Wenn über riskante Agentensysteme gesprochen wird, landet erstaunlich viel Debatte immer noch bei derselben Beruhigungsliteratur: zu viele Rechte, zu weiter Scope, keine Freigabekette, zu wenig Logging.
Alles richtig. Alles nützlich. Alles zu kurz.
Denn das Problem ist nicht nur technisch. Es ist auch verhaltensseitig.
Ein nutzernaher Agent soll hilfreich sein. Er soll unklare Anliegen verstehen, Reibung abbauen und halbgare Bitten in etwas Brauchbares übersetzen. Genau das macht ihn angenehm. Genau das macht ihn mit operativen Rechten gefährlich.

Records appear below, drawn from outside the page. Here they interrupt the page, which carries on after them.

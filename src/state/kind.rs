use serde::{Deserialize, Serialize};
use std::fmt;

#[derive(Debug, Clone, Copy, PartialEq, Eq, Hash, PartialOrd, Ord, Serialize, Deserialize)]
#[serde(rename_all = "snake_case")]
pub enum OverlayKind {
    Standard,
    Construction,
    Blessing,
    Settlement,
    Unit,
    Deployment,
    Tutorial,
    Warning,
    BlessNotif,
    ConstrNotif,
    LevelNotif,
    Attack,
    SetlAttack,
    SiegeNotif,
    Victory,
    SetlClick,
    Pause,
    Controls,
    Elimination,
    CloseToVictory,
    Investigation,
    Night,
}

impl OverlayKind {
    pub const ALL: [OverlayKind; 22] = [
        Self::Standard,
        Self::Construction,
        Self::Blessing,
        Self::Settlement,
        Self::Unit,
        Self::Deployment,
        Self::Tutorial,
        Self::Warning,
        Self::BlessNotif,
        Self::ConstrNotif,
        Self::LevelNotif,
        Self::Attack,
        Self::SetlAttack,
        Self::SiegeNotif,
        Self::Victory,
        Self::SetlClick,
        Self::Pause,
        Self::Controls,
        Self::Elimination,
        Self::CloseToVictory,
        Self::Investigation,
        Self::Night,
    ];

    pub fn label(self) -> &'static str {
        match self {
            Self::Standard => "standard",
            Self::Construction => "construction",
            Self::Blessing => "blessing",
            Self::Settlement => "settlement",
            Self::Unit => "unit",
            Self::Deployment => "deployment",
            Self::Tutorial => "tutorial",
            Self::Warning => "warning",
            Self::BlessNotif => "blessing notification",
            Self::ConstrNotif => "construction notification",
            Self::LevelNotif => "level up notification",
            Self::Attack => "attack",
            Self::SetlAttack => "settlement attack",
            Self::SiegeNotif => "siege notification",
            Self::Victory => "victory",
            Self::SetlClick => "settlement click",
            Self::Pause => "pause",
            Self::Controls => "controls",
            Self::Elimination => "elimination",
            Self::CloseToVictory => "close to victory",
            Self::Investigation => "investigation",
            Self::Night => "night",
        }
    }
}

impl fmt::Display for OverlayKind {
    fn fmt(&self, f: &mut fmt::Formatter<'_>) -> fmt::Result {
        f.write_str(self.label())
    }
}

Das ist kein exotischer KI-Defekt. Es ist ein altes Betriebsproblem in neuer Verpackung. Wer jemals in Support, Operations, Incident Handling oder Administration gearbeitet hat, kennt den Konflikt: Man soll hilfreich sein, schnell reagieren, Dinge möglich machen und niemanden mit unnötigem Formalismus nerven.

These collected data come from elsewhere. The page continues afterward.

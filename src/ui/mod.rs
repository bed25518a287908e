pub mod draw_order;
pub mod snapshot;
pub mod text;

pub use draw_order::draw_order;
pub use snapshot::{OverlaySnapshot, snapshot_to_json};
pub use text::TextRenderer;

Gleichzeitig verlangt operationelle Disziplin das Gegenteil: sauber prüfen, Scope halten, Freigaben respektieren, Unsicherheit nicht mit Improvisation zukleistern und im Zweifel schlicht Nein sagen.

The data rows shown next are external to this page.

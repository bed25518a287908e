use super::kind::OverlayKind;
use super::overlay::{OverlayState, Transition};

/// Order in which a "back" input peels overlays off the screen.
pub const LAYER_PRECEDENCE: [OverlayKind; 15] = [
    OverlayKind::Night,
    OverlayKind::CloseToVictory,
    OverlayKind::BlessNotif,
    OverlayKind::ConstrNotif,
    OverlayKind::LevelNotif,
    OverlayKind::Warning,
    OverlayKind::Investigation,
    OverlayKind::Controls,
    OverlayKind::Pause,
    OverlayKind::Blessing,
    OverlayKind::SetlClick,
    OverlayKind::Standard,
    OverlayKind::Construction,
    OverlayKind::Unit,
    OverlayKind::Settlement,
];

impl OverlayState {
    /// Closes the topmost removable overlay.
    ///
    /// Returns `Unit` or `Settlement` when one of those was closed so the caller can
    /// drop its own selection pointer. Every other outcome returns `None`.
    pub fn remove_layer(&mut self) -> Option<OverlayKind> {
        let kind = LAYER_PRECEDENCE
            .iter()
            .copied()
            .find(|kind| self.is_showing(*kind))?;
        match self.try_close(kind) {
            Transition::Closed if matches!(kind, OverlayKind::Unit | OverlayKind::Settlement) => {
                Some(kind)
            }
            _ => None,
        }
    }
}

Schon bei Menschen funktioniert diese Balance nur mäßig glorreich. Agenten erfinden diesen Zielkonflikt also nicht. Sie skalieren ihn bloß. Und sobald sie echte Wirkungsmacht bekommen, skaliert nicht nur der Komfort, sondern auch die Dummheit.
In meinem Werkstattbericht Multi-Agent-MVP (Werkstattbericht): Control Plane statt KI-Chaos ging es darum, Handlungsvollmacht sichtbar zu begrenzen. Im Text KI-Agenten sind kein Denkproblem. Sie sind ein Berechtigungsproblem. war die zugespitzte These: Ein Agent mit Tools ist kein Chatbot mehr, sondern ein technischer Akteur mit delegierter Wirkung.
Der nächste Schritt in derselben Linie ist unangenehmer. Er betrifft nicht nur Architektur, sondern Tugenden. Agenten-Governance ist nicht nur eine Frage von Rechten, Scope und Approval. Sie ist auch eine Frage davon, welche Eigenschaft im Konfliktfall gewinnt.